Bret shirked his duties of feeding me an angle for this because he was drafting in mixed-league LABR or some inexcusable nonsense like that. I took off my own training wheels and immediately noticed an interesting contrast between back-to-back outfield picks who could not be more similar: Khris Davis and Miguel Sano. At 24th and 25th among outfielders, respectively, and just outside the overall top 100 with about a 10-pick cushion between them, the two are virtually perfect substitutes in terms of price and skill set. In the tale of the tape, however, one must prevail. I always head into these things with a preconceived notion, but I try not to let it color my bias. I'll be fighting it strongly this time.
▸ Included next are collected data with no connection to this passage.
//! `shopdesk` command-line driver.
//!
//! # Responsibility
//! - Stand in for the form-based front end: each subcommand loads the data
//!   file, runs one core operation, saves when something changed and prints
//!   the outcome.
//! - Keep all business rules inside `shopdesk_core`.

use anyhow::{anyhow, Context, Result};
use clap::{Args, Parser, Subcommand};
use log::info;
use shopdesk_core::config::{ENV_CRM_FILE, ENV_LOG_DIR, ENV_LOG_LEVEL, ENV_STORE_FILE};
use shopdesk_core::{
    init_logging, parse_entity_id, AppConfig, CrmBook, CustomerUpdate, SaleLine, StoreManager,
};
use std::path::PathBuf;

#[derive(Debug, Parser)]
#[command(name = "shopdesk", version, about = "CRM and instrument-store record books")]
struct Cli {
    /// Data file to operate on (defaults depend on the book).
    #[arg(long, global = true)]
    data_file: Option<PathBuf>,

    /// Log level: trace|debug|info|warn|error.
    #[arg(long, global = true, env = ENV_LOG_LEVEL)]
    log_level: Option<String>,

    /// Absolute directory for rolling log files; stderr when omitted.
    #[arg(long, global = true, env = ENV_LOG_DIR)]
    log_dir: Option<PathBuf>,

    #[command(subcommand)]
    book: Book,
}

#[derive(Debug, Subcommand)]
enum Book {
    /// Customer relationship book.
    #[command(subcommand)]
    Crm(CrmCommand),
    /// Musical-instrument store.
    #[command(subcommand)]
    Store(StoreCommand),
}

#[derive(Debug, Args)]
struct ContactArgs {
    first_name: String,
    last_name: String,
    phone: String,
    email: String,
}

#[derive(Debug, Args)]
struct UpdateArgs {
    customer_id: String,
    #[arg(long)]
    first: Option<String>,
    #[arg(long)]
    last: Option<String>,
    #[arg(long)]
    phone: Option<String>,
    #[arg(long)]
    email: Option<String>,
}

impl UpdateArgs {
    fn to_update(&self) -> CustomerUpdate {
        CustomerUpdate {
            first_name: self.first.clone(),
            last_name: self.last.clone(),
            phone: self.phone.clone(),
            email: self.email.clone(),
        }
    }
}

#[derive(Debug, Subcommand)]
enum CrmCommand {
    AddCustomer(ContactArgs),
    UpdateCustomer(UpdateArgs),
    AddSale {
        customer_id: String,
        product: String,
        quantity: u32,
        total_amount: f64,
    },
    AddSupport {
        customer_id: String,
        subject: String,
        description: String,
    },
    List,
    Report,
    /// Add the demo customer when the book is empty.
    SeedDemo,
}

#[derive(Debug, Subcommand)]
enum StoreCommand {
    AddInstrument {
        name: String,
        stock: u32,
    },
    AddCustomer(ContactArgs),
    UpdateCustomer(UpdateArgs),
    /// Sell one or more `INSTRUMENT_ID:QTY:PRICE` lines.
    Sell {
        customer_id: String,
        #[arg(required = true)]
        lines: Vec<String>,
    },
    AddSupport {
        customer_id: String,
        subject: String,
        message: String,
    },
    Instruments,
    Customers,
    Report,
}

fn main() -> Result<()> {
    let cli = Cli::parse();

    let mut config = AppConfig::from_env();
    if let Some(level) = &cli.log_level {
        config.logging.level.clone_from(level);
    }
    if let Some(dir) = &cli.log_dir {
        config.logging.log_dir = Some(dir.clone());
    }
    init_logging(&config.logging).context("failed to initialize logging")?;

    match cli.book {
        Book::Crm(command) => {
            let path = cli.data_file.unwrap_or(config.crm_data_file);
            run_crm(command, path)
        }
        Book::Store(command) => {
            let path = cli.data_file.unwrap_or(config.store_data_file);
            run_store(command, path)
        }
    }
}

fn run_crm(command: CrmCommand, path: PathBuf) -> Result<()> {
    let mut book = CrmBook::load_from(&path)
        .with_context(|| format!("failed to load CRM data (set {ENV_CRM_FILE} to relocate)"))?;

    let changed = match command {
        CrmCommand::AddCustomer(contact) => {
            let id = book.add_customer(
                &contact.first_name,
                &contact.last_name,
                &contact.phone,
                &contact.email,
            )?;
            println!("customer added: {id}");
            true
        }
        CrmCommand::UpdateCustomer(args) => {
            let id = parse_entity_id(&args.customer_id)?;
            book.update_customer(id, &args.to_update())?;
            println!("customer updated: {id}");
            true
        }
        CrmCommand::AddSale {
            customer_id,
            product,
            quantity,
            total_amount,
        } => {
            let id = parse_entity_id(&customer_id)?;
            let sale = book.add_sale(id, &product, quantity, total_amount)?;
            println!("sale recorded: {} ({} ₺)", sale.id(), sale.total_amount);
            true
        }
        CrmCommand::AddSupport {
            customer_id,
            subject,
            description,
        } => {
            let id = parse_entity_id(&customer_id)?;
            let request = book.add_support_request(id, &subject, &description)?;
            println!("support request opened: {}", request.id());
            true
        }
        CrmCommand::List => {
            for (index, row) in book.customer_rows().iter().enumerate() {
                println!(
                    "{:>3}  {}  {} {}  {}  {}  sales={} support={}",
                    index + 1,
                    row.id,
                    row.first_name,
                    row.last_name,
                    row.phone,
                    row.email,
                    row.sale_count,
                    row.support_count
                );
            }
            false
        }
        CrmCommand::SeedDemo => match book.seed_demo()? {
            Some(id) => {
                println!("demo customer added: {id}");
                true
            }
            None => {
                println!("book already has customers; nothing seeded");
                false
            }
        },
        CrmCommand::Report => {
            println!("total sales: {} ₺", book.total_sales_amount());
            match book.top_customer_by_sales() {
                Some(customer) => println!(
                    "top customer: {} {} - {} ₺",
                    customer.first_name,
                    customer.last_name,
                    customer.sales_total()
                ),
                None => println!("top customer: no records"),
            }
            false
        }
    };

    if changed {
        book.save_to(&path)?;
        info!(
            "event=cli_command module=cli status=ok book=crm path={}",
            path.display()
        );
    }
    Ok(())
}

fn run_store(command: StoreCommand, path: PathBuf) -> Result<()> {
    let mut manager = StoreManager::load_from(&path)
        .with_context(|| format!("failed to load store data (set {ENV_STORE_FILE} to relocate)"))?;

    let changed = match command {
        StoreCommand::AddInstrument { name, stock } => {
            let instrument = manager.add_instrument(&name, i64::from(stock))?;
            println!("instrument added: {}", instrument.id());
            true
        }
        StoreCommand::AddCustomer(contact) => {
            let customer = manager.add_customer(
                &contact.first_name,
                &contact.last_name,
                &contact.phone,
                &contact.email,
            )?;
            println!("customer added: {}", customer.id());
            true
        }
        StoreCommand::UpdateCustomer(args) => {
            let id = parse_entity_id(&args.customer_id)?;
            manager.update_customer(id, &args.to_update())?;
            println!("customer updated: {id}");
            true
        }
        StoreCommand::Sell { customer_id, lines } => {
            let id = parse_entity_id(&customer_id)?;
            let items = lines
                .iter()
                .map(|line| parse_sale_line(line))
                .collect::<Result<Vec<_>>>()?;
            let sale = manager.add_sale(id, &items)?;
            println!("sale recorded: {} ({} ₺)", sale.id(), sale.total());
            true
        }
        StoreCommand::AddSupport {
            customer_id,
            subject,
            message,
        } => {
            let id = parse_entity_id(&customer_id)?;
            let request = manager.add_support_request(id, &subject, &message)?;
            println!("support request opened: {}", request.id());
            true
        }
        StoreCommand::Instruments => {
            for instrument in manager.instruments() {
                println!(
                    "{}  {}  stock={}",
                    instrument.id(),
                    instrument.name,
                    instrument.stock()
                );
            }
            false
        }
        StoreCommand::Customers => {
            for customer in manager.customers() {
                println!(
                    "{}  {}  {}  {}",
                    customer.id(),
                    customer.full_name(),
                    customer.phone,
                    customer.email
                );
            }
            false
        }
        StoreCommand::Report => {
            println!("total sales: {} ₺", manager.total_sales_amount());
            match manager.top_customer_by_sales() {
                Some(customer) => println!(
                    "top customer: {} - {} ₺",
                    customer.full_name(),
                    manager.customer_sales_total(customer.id()).unwrap_or(0.0)
                ),
                None => println!("top customer: no records"),
            }
            false
        }
    };

    if changed {
        manager.save_to(&path)?;
        info!(
            "event=cli_command module=cli status=ok book=store path={}",
            path.display()
        );
    }
    Ok(())
}

/// Parses `INSTRUMENT_ID:QTY:PRICE`.
fn parse_sale_line(raw: &str) -> Result<SaleLine> {
    let mut parts = raw.split(':');
    let (Some(id), Some(quantity), Some(price), None) =
        (parts.next(), parts.next(), parts.next(), parts.next())
    else {
        return Err(anyhow!("sale line `{raw}` must look like INSTRUMENT_ID:QTY:PRICE"));
    };

    let instrument_id = parse_entity_id(id)?;
    let quantity = quantity
        .trim()
        .parse::<i64>()
        .with_context(|| format!("invalid quantity in `{raw}`"))?;
    let price = price
        .trim()
        .parse::<f64>()
        .with_context(|| format!("invalid price in `{raw}`"))?;
    Ok(SaleLine::new(instrument_id, quantity, price))
}

#[cfg(test)]
mod tests {
    use super::{parse_sale_line, Cli};
    use clap::CommandFactory;

    #[test]
    fn cli_definition_is_consistent() {
        Cli::command().debug_assert();
    }

    #[test]
    fn parse_sale_line_reads_three_fields() {
        let line = parse_sale_line("0f8fad5b-d9cb-469f-a165-70867728950e:2:150.5").unwrap();
        assert_eq!(line.quantity, 2);
        assert_eq!(line.unit_price, 150.5);
        assert!(parse_sale_line("0f8fad5b-d9cb-469f-a165-70867728950e:2").is_err());
        assert!(parse_sale_line("0f8fad5b-d9cb-469f-a165-70867728950e:x:1").is_err());
    }
}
If a healthy Michael Brantley is the contemporary pinnacle of contact hitting, Davis is nearly his antithesis. Yet somehow Sano is worse. Only twice in 2016 did Sano's rolling 15-game average strikeout rate (K%) ever fall below Davis' full-season 27.7% rate, if that's any indication of how whiff-happy the former is. In Sano's defense, he actually recorded fewer swinging strikes than Davis did, and he chases bad pitches very infrequently for not only his hitting profile but all hitters. Unfortunately, he made the least amount of contact on such swings, making him all but helpless against a pitch that's not, for all intents and purposes, "good." Perhaps it's ironic, then, that I wasted so much digital breath when the difference could come down to BABIP — which, for Sano, has hovered above .350 through his first 800-plus plate appearances. All that has to happen is Sano marginally improve and Davis marginally slip, but if the last two seasons are any indication, neither will happen. Advantage: Davis, barely
Runs
This surprised me: the Twins' offense (well, and its position-player defense, too) projects to be a good deal better than Brewers. A turd painted gold is still a turd, however, and both Minnesota and Oakland should be pretty bad offensive teams. Run-scoring opportunities should come few and far between, relatively speaking, and Davis has scored more runs per plate appearance than Sano has since the latter's debut. It's Sano's double-digit walk rate (BB%), then, that gives him the advantage, however slight it may be. Just don't count on either for much in this department. Advantage: Sano, barely
Home Runs
Davis and Sano both have legitimate 35-homer power. Sano has that flashy 80-grade tag, but Davis has demonstrated across four seasons now that he is every bit the juggernaut that Giancarlo Stanton has been. We can dream on Sano becoming the next Stanton – Stanton—whose isolated power (ISO) is only 10 points higher than Davis' since Davis debuted—but Davis already has what we want. Advantage: Davis, barely
Much like runs and, well, pretty much everything else that came before this, RBI will come down to who makes the most of his opportunities. Of course, neither can control who gets on base when he's up to bat. But every home run matters, and the difference between them will likely come down to the 1.6ish runs batted in for every home run hit. Indeed, that's pretty much what comprises the difference in their prorated RBI totals (since 2015) as of writing this. Advantage: Davis, barely
Health/Playing Time/Versatility
Only Davis has more recently played a fully healthy season, yet neither has escaped all his non-debut seasons unscathed. Sano qualifies at third base—we actually featured him there instead of as an outfielder, which is my oversight and exactly why Bret should put my training wheels back on — but the hot corner runs pretty deep itself, so the versatility will benefit only the few owners who thrive off multipositional players. Advantage: Draw
Overall
As aforementioned in home runs, it's just hard for me to justify waiting only 10 picks to draft Sano when Davis guarantees all the production we could ever want from his dynamic, über-hyped peer. Like, the fantasy community talks about upside, but if Sano's realistic upside is approximately Stanton, who isn't that much better than Davis, then we're betting on a riskier asset to produce a small profit over the safer one. I'm risk-averse — it's a caveat I reiterate, because these things matter—but I think the risk-reward opportunity here is objectively stark.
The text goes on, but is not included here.